We use Azure CLI to store secrets, e.g.

az keyvault secret set --vault-name $vault --name dev-shared-infra-ssh-public-key --value <VALUE>

and we retrieve those in the ARM templates as:

            "name": "Cluster",
            "type": "Microsoft.Resources/deployments",
            "apiVersion": "2018-05-01",
            "properties": {
                "mode": "Incremental",
                "templateLink": {
                    "uri": "[variables('AKS Cluster Template URL')]",
                    "contentVersion": "1.0.0.0"
                },
                "parameters": {
                    "ssh Public Key": {
                        "reference": {
                            "keyVault": {
                                "id": "[parameters('vault-id')]"
                            },
                            "secretName": "[concat(parameters('environment'),'-shared-infra-ssh-public-key')]"
                        }
                    },

This requires us to declare a deployment resource and to split our deployment in multiple ARM template files. In GitHub this is trivial since we use public repos. With a private repo, it would add some complexity to point to a public URI.

Since our deployment requires the Azure Key Vault to be populated, we set it up separately in a different resource group.

Access Rights in Key Vault

The user / service principal access the Key Vault needs some access rights.

In our case, the user running the ARM template is a Service Principal posing for Azure DevOps.

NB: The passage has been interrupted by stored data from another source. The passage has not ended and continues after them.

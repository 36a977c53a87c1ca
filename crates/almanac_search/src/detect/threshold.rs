//! Threshold-crossing primitives.

use almanac_core::{normalize_360, unwrap_near};

/// Direction of a scalar threshold crossing.
#[derive(Debug, Clone, Copy, PartialEq, Eq, Hash)]
pub enum CrossingDirection {
    Rising,
    Falling,
}

/// Crossing of `threshold` between the previous and current value.
///
/// Rising when `prev < T <= cur`, falling when `prev > T >= cur`. The two
/// cannot both hold.
pub fn scalar_crossing(prev: f64, cur: f64, threshold: f64) -> Option<CrossingDirection> {
    if prev < threshold && cur >= threshold {
        Some(CrossingDirection::Rising)
    } else if prev > threshold && cur <= threshold {
        Some(CrossingDirection::Falling)
    } else {
        None
    }
}

/// A periodic longitude boundary crossed between two minutes.
#[derive(Debug, Clone, Copy, PartialEq)]
pub struct LongitudeCrossing {
    /// Boundary longitude in [0, 360).
    pub boundary_deg: f64,
    /// Region index (`floor((lon - offset) / period)`, unwrapped) entered
    /// by the crossing.
    pub entered: i64,
    /// Region index left.
    pub left: i64,
    /// `true` when longitude increased across the boundary.
    pub forward: bool,
}

/// Boundaries `offset + k * period` crossed between `prev` and `cur`.
///
/// `cur` is first moved to the representative within 180 deg of `prev`,
/// so the 359 -> 0 seam is a short forward step rather than a long
/// backward sweep. Each boundary `B` follows [`scalar_crossing`]: forward
/// when `prev < B <= cur`, backward when `prev > B >= cur`.
pub fn longitude_crossings(prev: f64, cur: f64, period: f64, offset: f64) -> Vec<LongitudeCrossing> {
    let cur = unwrap_near(prev, cur);
    let pos = |lon: f64| (lon - offset) / period;
    let boundary = |k: i64| normalize_360(offset + k as f64 * period);

    if cur > prev {
        let first = pos(prev).floor() as i64 + 1;
        let last = pos(cur).floor() as i64;
        (first..=last)
            .map(|k| LongitudeCrossing {
                boundary_deg: boundary(k),
                entered: k,
                left: k - 1,
                forward: true,
            })
            .collect()
    } else if cur < prev {
        let lowest = pos(cur).ceil() as i64;
        let above = pos(prev).ceil() as i64;
        (lowest..above)
            .rev()
            .map(|k| LongitudeCrossing {
                boundary_deg: boundary(k),
                entered: k - 1,
                left: k,
                forward: false,
            })
            .collect()
    } else {
        Vec::new()
    }
}
//! Local-extremum predicates over a margin window.
//!
//! The comparison is asymmetric: strict against the backward margin,
//! non-strict against the forward margin. Across an exact plateau this fires
//! on the first plateau minute only.

/// `current` is strictly greater than every value in `before` and greater
/// than or equal to every value in `after`.
///
/// Empty margins are vacuously satisfied; callers pick the margin width.
pub fn is_local_max(before: &[f64], current: f64, after: &[f64]) -> bool {
    before.iter().all(|&v| current > v) && after.iter().all(|&v| current >= v)
}

/// Mirror of [`is_local_max`]: strictly below the backward margin, at or
/// below the forward margin.
pub fn is_local_min(before: &[f64], current: f64, after: &[f64]) -> bool {
    before.iter().all(|&v| current < v) && after.iter().all(|&v| current <= v)
}

#[cfg(test)]
mod tests {
    use super::*;
    use proptest::prelude::*;

    #[test]
    fn peak_detected() {
        assert!(is_local_max(&[1.0, 2.0], 3.0, &[2.0, 1.0]));
        assert!(!is_local_min(&[1.0, 2.0], 3.0, &[2.0, 1.0]));
    }

    #[test]
    fn trough_detected() {
        assert!(is_local_min(&[5.0, 4.0], 3.0, &[4.0, 5.0]));
    }

    #[test]
    fn plateau_fires_on_first_minute_only() {
        let series = [1.0, 2.0, 5.0, 5.0, 5.0, 2.0, 1.0];
        let fired: Vec<usize> = (2..series.len() - 2)
            .filter(|&i| is_local_max(&series[i - 2..i], series[i], &series[i + 1..i + 3]))
            .collect();
        assert_eq!(fired, vec![2]);
    }

    #[test]
    fn equal_neighbour_before_blocks() {
        assert!(!is_local_max(&[3.0], 3.0, &[1.0]));
    }

    proptest! {
        #[test]
        fn monotonic_never_fires(start in -1000.0f64..1000.0, step in 1e-6f64..10.0, margin in 1usize..6) {
            let n = 2 * margin + 20;
            let inc: Vec<f64> = (0..n).map(|i| start + step * i as f64).collect();
            let dec: Vec<f64> = inc.iter().rev().copied().collect();
            for seq in [&inc, &dec] {
                for i in margin..n - margin {
                    let before = &seq[i - margin..i];
                    let after = &seq[i + 1..=i + margin];
                    prop_assert!(!is_local_max(before, seq[i], after));
                    prop_assert!(!is_local_min(before, seq[i], after));
                }
            }
        }
    }
}
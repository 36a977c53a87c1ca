//! The detector family.
//!
//! Each detector is a pure function of one or two [`DetectionWindow`]s and
//! returns the events for the window's minute. An incomplete window (missing
//! sample, missing field, non-finite value) yields no event; detectors never
//! fail.
//!
//! [`DetectionWindow`]: crate::window::DetectionWindow

pub mod aspect;
pub mod extremum;
pub mod ingress;
pub mod pattern;
pub mod station;
pub mod threshold;
pub mod twilight;
pub mod visibility;

pub use aspect::{aspect_deviation, classify_aspect, detect_aspects};
pub use extremum::{detect_max_elongation, detect_peak_brightness};
pub use ingress::detect_ingress;
pub use pattern::{LongitudeStep, detect_patterns, matches_pattern};
pub use station::{classify_station, detect_station};
pub use threshold::{CrossingDirection, LongitudeCrossing, longitude_crossings, scalar_crossing};
pub use twilight::detect_twilight;
pub use visibility::detect_visibility;
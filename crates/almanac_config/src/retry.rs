//! Retry policy for positional-data fetches.

use std::time::Duration;

use serde::{Deserialize, Serialize};

/// Default number of attempts per fetch (first try included).
pub const DEFAULT_MAX_ATTEMPTS: u32 = 5;
/// Default delay before the first retry.
pub const DEFAULT_INITIAL_DELAY_MS: u64 = 1_000;
/// Default cap on any single backoff delay.
pub const DEFAULT_MAX_DELAY_MS: u64 = 30_000;
/// Default growth factor between consecutive delays.
pub const DEFAULT_MULTIPLIER: f64 = 2.0;
/// Default timeout for one fetch attempt.
pub const DEFAULT_ATTEMPT_TIMEOUT_MS: u64 = 30_000;

/// Exponential backoff parameters, immutable for the life of a run.
///
/// The delay after failed attempt `n` (0-based) is
/// `min(max_delay, initial_delay * multiplier^n)`; with jitter enabled the
/// actual sleep is drawn uniformly from `[delay / 2, delay]`.
#[derive(Debug, Clone, Copy, PartialEq, Serialize, Deserialize)]
#[serde(default, deny_unknown_fields)]
pub struct RetryPolicy {
    pub max_attempts: u32,
    pub initial_delay_ms: u64,
    pub max_delay_ms: u64,
    pub multiplier: f64,
    /// Timeout applied to each individual attempt, not to the whole fetch.
    pub attempt_timeout_ms: u64,
    pub jitter: bool,
}

impl Default for RetryPolicy {
    fn default() -> Self {
        Self {
            max_attempts: DEFAULT_MAX_ATTEMPTS,
            initial_delay_ms: DEFAULT_INITIAL_DELAY_MS,
            max_delay_ms: DEFAULT_MAX_DELAY_MS,
            multiplier: DEFAULT_MULTIPLIER,
            attempt_timeout_ms: DEFAULT_ATTEMPT_TIMEOUT_MS,
            jitter: true,
        }
    }
}

impl RetryPolicy {
    /// Policy that never retries and never sleeps.
    pub fn no_retry() -> Self {
        Self {
            max_attempts: 1,
            initial_delay_ms: 0,
            max_delay_ms: 0,
            jitter: false,
            ..Self::default()
        }
    }

    pub fn initial_delay(&self) -> Duration {
        Duration::from_millis(self.initial_delay_ms)
    }

    pub fn max_delay(&self) -> Duration {
        Duration::from_millis(self.max_delay_ms)
    }

    pub fn attempt_timeout(&self) -> Duration {
        Duration::from_millis(self.attempt_timeout_ms)
    }

    /// Un-jittered backoff after failed attempt `attempt` (0-based).
    pub fn delay_for_attempt(&self, attempt: u32) -> Duration {
        let exp = i32::try_from(attempt).unwrap_or(i32::MAX);
        let scaled = self.initial_delay_ms as f64 * self.multiplier.powi(exp);
        let capped = scaled.min(self.max_delay_ms as f64);
        if capped.is_finite() && capped >= 0.0 {
            Duration::from_millis(capped as u64)
        } else {
            self.max_delay()
        }
    }

    /// Validate the policy.
    pub(crate) fn validate(&self) -> Result<(), &'static str> {
        if self.max_attempts == 0 {
            return Err("retry.max_attempts must be > 0");
        }
        if !self.multiplier.is_finite() || self.multiplier < 1.0 {
            return Err("retry.multiplier must be >= 1");
        }
        if self.max_delay_ms < self.initial_delay_ms {
            return Err("retry.max_delay_ms must be >= retry.initial_delay_ms");
        }
        if self.attempt_timeout_ms == 0 {
            return Err("retry.attempt_timeout_ms must be > 0");
        }
        Ok(())
    }
}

We tried to give minimum privilege to that Service Principal but since we wanted it to be able to create the resource groups, we ended up to a subscription-wide right.

By default Azure DevOps gives those Service Principal contributor role to the subscription. This works with Azure Vault but is absolutely against the Principle of Least Privilege.

We have some work items planned to address this as well.

Dev Ops Variables

Everywhere we have something that varies by environment, we use Azure Dev Ops variables. They are easy to vary per stage (i.e. environments) and easy to manage.

Release Variables

Summary

This was a short overview of some lessons learned doing some Azure DevOps with AKS.

So far, we only deploy AKS, so it’s pretty simple although we had to lay out the foundation for secret management.

In the short term we’ll deploy our first Kubernetes service to the cluster with a separate pipeline.